==== Supplied data

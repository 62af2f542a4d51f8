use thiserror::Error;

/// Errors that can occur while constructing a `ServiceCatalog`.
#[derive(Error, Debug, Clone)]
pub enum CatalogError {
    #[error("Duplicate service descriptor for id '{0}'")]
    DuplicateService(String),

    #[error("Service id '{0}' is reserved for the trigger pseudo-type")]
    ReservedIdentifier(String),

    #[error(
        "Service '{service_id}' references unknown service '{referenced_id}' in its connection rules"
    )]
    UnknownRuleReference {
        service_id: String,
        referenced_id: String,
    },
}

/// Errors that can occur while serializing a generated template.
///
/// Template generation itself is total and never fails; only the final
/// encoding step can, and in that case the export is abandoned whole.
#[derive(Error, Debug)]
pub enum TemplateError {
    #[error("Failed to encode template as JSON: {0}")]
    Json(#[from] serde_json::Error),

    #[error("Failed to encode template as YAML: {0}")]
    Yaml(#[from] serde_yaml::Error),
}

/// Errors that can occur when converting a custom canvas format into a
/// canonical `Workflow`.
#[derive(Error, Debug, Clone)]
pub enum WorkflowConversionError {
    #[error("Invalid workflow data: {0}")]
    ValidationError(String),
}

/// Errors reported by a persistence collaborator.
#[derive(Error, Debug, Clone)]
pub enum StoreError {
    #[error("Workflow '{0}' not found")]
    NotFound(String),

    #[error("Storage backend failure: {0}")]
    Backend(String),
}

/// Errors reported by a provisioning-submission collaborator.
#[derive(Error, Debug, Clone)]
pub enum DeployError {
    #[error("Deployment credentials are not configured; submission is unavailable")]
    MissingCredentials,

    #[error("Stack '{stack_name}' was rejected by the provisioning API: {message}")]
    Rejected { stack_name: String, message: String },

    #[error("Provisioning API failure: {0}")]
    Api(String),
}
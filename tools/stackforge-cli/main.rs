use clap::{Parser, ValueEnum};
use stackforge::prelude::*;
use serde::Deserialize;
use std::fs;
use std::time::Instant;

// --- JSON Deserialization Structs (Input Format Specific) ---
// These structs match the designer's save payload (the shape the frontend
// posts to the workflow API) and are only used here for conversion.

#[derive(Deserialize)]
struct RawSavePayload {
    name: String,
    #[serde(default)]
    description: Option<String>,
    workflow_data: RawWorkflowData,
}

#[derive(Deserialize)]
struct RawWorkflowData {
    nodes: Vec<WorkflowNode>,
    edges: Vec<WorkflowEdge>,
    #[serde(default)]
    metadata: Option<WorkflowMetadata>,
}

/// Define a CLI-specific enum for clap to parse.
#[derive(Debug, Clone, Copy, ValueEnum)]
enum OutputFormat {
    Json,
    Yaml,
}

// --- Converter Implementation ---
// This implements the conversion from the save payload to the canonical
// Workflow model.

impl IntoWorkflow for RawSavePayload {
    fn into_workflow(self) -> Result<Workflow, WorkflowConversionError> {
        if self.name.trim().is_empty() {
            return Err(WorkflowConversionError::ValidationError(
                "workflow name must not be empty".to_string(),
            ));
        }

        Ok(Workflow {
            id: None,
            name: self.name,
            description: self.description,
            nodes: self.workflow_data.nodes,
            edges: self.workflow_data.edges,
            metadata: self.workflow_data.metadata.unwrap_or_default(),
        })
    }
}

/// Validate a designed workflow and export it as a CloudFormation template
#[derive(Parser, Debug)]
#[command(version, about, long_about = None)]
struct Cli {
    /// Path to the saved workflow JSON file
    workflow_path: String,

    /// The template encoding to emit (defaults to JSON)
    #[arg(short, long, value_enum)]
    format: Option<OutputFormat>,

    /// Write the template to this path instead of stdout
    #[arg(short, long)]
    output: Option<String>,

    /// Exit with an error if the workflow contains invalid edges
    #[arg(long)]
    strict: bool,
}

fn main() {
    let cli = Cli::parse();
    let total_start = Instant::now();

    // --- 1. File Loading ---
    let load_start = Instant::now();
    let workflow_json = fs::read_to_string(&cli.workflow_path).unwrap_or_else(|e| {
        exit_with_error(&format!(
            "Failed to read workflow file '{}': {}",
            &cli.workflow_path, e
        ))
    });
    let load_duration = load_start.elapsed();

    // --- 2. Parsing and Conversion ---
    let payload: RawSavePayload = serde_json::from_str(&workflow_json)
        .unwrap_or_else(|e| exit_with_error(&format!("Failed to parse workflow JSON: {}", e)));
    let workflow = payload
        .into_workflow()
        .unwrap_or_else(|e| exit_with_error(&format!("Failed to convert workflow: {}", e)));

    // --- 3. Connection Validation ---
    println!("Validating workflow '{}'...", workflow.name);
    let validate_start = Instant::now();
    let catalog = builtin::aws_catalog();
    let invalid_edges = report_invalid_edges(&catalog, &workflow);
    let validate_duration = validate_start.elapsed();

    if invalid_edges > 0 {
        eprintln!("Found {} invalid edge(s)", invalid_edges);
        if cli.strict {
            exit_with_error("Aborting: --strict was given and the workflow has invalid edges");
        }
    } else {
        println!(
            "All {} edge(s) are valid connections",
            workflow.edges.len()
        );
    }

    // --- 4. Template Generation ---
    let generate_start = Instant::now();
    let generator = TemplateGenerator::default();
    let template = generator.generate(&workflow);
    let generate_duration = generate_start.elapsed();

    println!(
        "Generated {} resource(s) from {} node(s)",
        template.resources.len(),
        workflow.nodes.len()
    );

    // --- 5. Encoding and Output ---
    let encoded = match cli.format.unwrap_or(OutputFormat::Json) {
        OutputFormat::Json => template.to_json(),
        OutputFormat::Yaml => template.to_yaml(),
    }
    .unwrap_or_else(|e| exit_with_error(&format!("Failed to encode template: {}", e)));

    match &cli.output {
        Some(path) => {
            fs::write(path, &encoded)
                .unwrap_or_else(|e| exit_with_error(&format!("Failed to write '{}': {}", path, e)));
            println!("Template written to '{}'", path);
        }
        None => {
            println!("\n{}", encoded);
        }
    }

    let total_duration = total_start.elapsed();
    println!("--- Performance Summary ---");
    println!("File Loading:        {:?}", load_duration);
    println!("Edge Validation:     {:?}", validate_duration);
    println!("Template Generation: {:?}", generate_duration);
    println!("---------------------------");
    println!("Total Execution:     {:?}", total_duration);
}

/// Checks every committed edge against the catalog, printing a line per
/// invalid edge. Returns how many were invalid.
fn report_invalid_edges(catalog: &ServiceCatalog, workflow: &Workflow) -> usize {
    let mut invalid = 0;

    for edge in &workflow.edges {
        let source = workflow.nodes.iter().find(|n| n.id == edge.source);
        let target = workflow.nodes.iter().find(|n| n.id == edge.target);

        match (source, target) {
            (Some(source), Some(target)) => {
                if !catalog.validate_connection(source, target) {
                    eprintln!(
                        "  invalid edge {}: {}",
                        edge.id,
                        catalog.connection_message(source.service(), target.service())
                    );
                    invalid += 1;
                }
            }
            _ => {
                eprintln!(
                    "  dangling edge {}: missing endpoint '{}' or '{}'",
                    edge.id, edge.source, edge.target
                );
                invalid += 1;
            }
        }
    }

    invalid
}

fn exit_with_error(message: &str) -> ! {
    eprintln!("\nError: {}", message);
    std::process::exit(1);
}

========
==== Supplied data

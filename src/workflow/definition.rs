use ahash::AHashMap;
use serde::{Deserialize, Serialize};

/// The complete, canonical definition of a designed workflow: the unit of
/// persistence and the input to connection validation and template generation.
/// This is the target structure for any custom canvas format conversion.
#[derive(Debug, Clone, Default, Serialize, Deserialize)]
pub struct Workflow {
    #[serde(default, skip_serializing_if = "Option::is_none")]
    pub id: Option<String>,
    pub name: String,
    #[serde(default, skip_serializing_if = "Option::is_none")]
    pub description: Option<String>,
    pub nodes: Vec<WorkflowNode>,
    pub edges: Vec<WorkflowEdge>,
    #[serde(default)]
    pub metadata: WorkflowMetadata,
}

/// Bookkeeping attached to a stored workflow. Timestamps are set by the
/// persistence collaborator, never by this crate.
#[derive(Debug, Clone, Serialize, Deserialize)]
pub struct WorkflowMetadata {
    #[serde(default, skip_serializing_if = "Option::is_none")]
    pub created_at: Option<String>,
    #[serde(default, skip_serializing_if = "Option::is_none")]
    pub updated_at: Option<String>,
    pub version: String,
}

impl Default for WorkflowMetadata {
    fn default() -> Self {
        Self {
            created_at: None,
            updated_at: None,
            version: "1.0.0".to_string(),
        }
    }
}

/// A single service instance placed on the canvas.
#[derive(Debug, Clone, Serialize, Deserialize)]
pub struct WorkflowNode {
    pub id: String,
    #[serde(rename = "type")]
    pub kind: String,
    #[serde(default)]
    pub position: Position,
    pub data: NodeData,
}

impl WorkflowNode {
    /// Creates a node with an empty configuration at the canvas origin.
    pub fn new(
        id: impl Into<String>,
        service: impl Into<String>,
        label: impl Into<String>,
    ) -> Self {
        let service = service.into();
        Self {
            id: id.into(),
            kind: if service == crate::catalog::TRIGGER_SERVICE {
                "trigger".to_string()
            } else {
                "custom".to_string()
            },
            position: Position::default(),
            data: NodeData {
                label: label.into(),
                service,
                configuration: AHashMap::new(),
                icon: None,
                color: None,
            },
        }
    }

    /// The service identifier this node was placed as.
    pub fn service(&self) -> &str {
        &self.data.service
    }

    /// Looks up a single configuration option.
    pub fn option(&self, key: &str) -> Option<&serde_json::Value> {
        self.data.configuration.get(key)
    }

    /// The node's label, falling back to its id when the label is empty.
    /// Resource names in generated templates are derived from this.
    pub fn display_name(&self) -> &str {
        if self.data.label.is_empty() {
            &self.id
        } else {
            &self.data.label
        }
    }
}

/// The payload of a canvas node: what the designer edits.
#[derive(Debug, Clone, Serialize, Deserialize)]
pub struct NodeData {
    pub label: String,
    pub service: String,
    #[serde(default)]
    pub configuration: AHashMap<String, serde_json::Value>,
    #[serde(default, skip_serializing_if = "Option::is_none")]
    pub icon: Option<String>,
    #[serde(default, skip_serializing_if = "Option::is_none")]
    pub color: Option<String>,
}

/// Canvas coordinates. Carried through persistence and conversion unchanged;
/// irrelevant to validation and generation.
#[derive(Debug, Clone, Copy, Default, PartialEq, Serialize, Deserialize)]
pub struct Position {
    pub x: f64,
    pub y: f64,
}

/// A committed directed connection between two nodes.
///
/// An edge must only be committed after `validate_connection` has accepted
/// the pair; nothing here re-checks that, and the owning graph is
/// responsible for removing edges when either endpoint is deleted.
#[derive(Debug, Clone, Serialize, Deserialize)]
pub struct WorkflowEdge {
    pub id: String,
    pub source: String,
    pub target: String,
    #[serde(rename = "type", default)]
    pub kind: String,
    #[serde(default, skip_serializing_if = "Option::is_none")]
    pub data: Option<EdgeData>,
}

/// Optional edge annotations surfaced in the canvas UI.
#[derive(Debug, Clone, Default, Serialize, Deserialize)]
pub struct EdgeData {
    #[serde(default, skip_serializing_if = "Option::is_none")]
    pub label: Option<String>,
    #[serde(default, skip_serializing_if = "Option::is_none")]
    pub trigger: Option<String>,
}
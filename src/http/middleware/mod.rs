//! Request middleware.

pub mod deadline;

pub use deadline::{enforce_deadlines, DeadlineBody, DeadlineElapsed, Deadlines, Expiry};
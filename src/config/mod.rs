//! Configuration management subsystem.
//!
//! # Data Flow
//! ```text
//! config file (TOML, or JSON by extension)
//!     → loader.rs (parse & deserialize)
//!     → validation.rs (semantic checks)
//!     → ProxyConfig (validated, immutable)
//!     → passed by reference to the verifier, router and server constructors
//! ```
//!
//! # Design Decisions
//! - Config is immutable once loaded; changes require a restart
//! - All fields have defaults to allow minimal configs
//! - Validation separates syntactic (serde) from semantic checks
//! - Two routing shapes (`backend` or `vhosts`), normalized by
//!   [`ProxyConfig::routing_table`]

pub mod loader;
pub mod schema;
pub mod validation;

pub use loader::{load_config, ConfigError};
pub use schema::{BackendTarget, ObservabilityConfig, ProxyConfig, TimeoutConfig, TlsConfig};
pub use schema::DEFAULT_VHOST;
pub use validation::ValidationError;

========
==== Supplied data

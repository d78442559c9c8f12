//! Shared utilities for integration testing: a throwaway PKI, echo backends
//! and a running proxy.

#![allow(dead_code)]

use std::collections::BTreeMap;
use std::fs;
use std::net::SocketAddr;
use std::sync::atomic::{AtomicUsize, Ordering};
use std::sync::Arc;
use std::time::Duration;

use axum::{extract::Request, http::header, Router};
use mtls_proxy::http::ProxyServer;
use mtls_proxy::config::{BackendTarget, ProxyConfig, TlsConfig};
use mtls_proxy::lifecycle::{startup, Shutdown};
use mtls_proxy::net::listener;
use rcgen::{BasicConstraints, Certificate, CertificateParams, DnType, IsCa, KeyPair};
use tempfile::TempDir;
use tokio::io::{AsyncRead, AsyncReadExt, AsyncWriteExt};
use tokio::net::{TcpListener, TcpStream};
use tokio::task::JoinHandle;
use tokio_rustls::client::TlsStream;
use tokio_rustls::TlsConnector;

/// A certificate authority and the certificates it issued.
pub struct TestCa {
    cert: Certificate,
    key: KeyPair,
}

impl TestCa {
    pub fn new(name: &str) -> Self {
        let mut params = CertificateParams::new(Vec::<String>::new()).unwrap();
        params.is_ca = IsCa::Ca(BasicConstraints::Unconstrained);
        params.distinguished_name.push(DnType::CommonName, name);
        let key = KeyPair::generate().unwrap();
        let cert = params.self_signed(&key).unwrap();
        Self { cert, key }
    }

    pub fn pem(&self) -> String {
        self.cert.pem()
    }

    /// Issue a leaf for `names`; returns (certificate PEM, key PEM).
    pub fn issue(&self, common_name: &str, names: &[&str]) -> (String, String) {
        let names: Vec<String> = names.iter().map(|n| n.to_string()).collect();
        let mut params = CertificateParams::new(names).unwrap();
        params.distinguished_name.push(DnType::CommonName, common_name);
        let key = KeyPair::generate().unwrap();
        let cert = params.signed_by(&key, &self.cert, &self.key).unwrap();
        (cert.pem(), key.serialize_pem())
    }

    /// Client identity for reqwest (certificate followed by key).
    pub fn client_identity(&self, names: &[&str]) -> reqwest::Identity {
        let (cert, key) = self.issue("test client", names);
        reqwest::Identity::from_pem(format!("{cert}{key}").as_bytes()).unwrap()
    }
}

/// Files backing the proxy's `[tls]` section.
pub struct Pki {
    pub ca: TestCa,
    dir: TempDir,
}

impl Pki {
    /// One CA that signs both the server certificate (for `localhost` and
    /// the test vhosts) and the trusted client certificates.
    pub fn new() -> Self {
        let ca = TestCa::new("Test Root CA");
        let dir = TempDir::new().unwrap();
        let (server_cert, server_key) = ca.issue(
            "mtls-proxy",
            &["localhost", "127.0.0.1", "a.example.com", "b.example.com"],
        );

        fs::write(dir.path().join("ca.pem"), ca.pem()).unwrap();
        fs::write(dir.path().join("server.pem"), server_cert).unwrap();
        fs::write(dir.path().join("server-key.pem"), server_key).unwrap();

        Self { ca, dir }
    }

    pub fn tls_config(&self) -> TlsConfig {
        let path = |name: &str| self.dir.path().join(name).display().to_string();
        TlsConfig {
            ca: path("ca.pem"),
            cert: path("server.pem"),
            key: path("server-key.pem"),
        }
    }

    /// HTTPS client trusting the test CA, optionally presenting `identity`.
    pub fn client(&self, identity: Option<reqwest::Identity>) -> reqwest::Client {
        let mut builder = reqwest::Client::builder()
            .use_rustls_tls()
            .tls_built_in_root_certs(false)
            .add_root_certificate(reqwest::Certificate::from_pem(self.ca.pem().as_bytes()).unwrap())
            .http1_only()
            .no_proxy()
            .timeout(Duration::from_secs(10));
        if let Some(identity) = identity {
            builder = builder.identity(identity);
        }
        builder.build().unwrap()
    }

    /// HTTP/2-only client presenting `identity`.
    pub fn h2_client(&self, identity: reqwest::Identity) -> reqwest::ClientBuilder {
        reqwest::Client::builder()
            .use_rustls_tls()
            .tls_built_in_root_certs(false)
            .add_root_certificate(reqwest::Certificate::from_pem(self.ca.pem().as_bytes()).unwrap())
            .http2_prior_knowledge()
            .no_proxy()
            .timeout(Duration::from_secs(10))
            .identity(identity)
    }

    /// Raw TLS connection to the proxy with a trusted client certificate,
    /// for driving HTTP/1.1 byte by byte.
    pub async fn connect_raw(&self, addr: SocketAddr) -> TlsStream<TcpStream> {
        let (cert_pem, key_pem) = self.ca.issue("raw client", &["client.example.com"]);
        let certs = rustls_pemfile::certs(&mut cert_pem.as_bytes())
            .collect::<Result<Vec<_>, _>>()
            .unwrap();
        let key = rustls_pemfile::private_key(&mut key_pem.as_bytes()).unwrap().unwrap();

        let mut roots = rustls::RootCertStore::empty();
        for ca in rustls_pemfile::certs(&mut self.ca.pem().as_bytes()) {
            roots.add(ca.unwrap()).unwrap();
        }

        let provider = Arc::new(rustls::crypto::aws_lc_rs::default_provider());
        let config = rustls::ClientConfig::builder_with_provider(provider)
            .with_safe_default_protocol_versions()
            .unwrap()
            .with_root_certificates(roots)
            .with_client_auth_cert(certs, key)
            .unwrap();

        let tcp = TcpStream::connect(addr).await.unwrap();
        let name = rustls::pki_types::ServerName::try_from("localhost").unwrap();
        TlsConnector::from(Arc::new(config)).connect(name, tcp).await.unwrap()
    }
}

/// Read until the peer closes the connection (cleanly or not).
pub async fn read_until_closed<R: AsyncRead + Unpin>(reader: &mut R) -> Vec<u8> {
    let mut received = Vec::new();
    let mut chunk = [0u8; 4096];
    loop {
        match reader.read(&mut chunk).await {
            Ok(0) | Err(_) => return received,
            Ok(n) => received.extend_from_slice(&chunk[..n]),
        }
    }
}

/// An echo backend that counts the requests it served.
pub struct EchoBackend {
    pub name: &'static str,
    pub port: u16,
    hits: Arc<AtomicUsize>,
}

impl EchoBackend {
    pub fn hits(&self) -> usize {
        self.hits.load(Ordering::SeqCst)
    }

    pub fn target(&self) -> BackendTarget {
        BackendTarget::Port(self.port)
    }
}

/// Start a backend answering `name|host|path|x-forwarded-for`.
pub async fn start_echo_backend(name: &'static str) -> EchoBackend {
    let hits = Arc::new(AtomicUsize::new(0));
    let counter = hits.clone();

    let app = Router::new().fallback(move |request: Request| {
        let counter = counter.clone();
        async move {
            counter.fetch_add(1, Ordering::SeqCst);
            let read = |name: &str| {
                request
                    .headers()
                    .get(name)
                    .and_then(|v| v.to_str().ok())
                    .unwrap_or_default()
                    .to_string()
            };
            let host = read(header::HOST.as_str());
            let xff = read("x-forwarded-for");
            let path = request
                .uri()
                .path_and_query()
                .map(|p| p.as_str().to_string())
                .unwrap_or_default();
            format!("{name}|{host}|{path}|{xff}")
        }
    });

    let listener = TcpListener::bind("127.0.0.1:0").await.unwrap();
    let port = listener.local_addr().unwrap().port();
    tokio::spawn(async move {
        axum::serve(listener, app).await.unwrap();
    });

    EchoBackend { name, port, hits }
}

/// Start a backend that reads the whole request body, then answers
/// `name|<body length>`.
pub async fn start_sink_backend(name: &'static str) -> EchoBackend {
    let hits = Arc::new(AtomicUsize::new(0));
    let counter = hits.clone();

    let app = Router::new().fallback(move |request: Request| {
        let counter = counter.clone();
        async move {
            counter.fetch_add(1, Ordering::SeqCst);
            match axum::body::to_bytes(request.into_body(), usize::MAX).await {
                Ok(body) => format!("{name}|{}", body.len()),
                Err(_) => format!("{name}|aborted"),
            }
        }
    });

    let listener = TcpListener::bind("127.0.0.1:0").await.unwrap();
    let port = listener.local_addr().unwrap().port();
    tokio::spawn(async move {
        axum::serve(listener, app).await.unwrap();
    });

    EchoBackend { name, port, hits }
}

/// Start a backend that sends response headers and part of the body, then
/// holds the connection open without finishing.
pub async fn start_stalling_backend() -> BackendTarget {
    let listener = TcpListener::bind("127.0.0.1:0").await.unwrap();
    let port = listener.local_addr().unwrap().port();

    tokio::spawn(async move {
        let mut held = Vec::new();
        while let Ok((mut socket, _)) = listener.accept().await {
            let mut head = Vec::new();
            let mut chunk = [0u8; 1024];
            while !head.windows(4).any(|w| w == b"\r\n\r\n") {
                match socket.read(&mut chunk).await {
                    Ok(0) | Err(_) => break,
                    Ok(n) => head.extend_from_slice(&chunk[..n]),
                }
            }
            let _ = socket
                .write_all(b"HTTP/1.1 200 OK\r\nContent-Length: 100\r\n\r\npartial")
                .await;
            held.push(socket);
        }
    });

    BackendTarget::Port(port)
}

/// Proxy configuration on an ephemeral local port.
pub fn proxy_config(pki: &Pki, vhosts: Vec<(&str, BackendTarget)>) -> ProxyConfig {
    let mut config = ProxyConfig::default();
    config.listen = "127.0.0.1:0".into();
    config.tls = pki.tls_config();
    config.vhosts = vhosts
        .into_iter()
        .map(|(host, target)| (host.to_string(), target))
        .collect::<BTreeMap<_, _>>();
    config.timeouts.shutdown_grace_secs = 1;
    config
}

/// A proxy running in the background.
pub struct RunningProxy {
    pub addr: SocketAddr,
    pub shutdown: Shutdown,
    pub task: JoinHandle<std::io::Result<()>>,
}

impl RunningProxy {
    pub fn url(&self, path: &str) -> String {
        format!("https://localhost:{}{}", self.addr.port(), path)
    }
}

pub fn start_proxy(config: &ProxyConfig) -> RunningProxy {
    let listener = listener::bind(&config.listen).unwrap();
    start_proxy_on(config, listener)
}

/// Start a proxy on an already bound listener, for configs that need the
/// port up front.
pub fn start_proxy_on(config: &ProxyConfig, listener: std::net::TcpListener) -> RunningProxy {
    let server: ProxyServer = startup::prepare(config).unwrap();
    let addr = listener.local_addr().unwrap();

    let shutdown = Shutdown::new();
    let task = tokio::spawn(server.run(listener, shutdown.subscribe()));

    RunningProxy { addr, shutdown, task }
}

========

**What you need to do:** Using the entries above, give back exactly the line containing "filename src/workflow/definition.rs", the line containing "and template generation.", and every line between them, and nothing else.

**Response to this task:**
filename src/workflow/definition.rs
use ahash::AHashMap;
use serde::{Deserialize, Serialize};

/// The complete, canonical definition of a designed workflow: the unit of
/// persistence and the input to connection validation and template generation.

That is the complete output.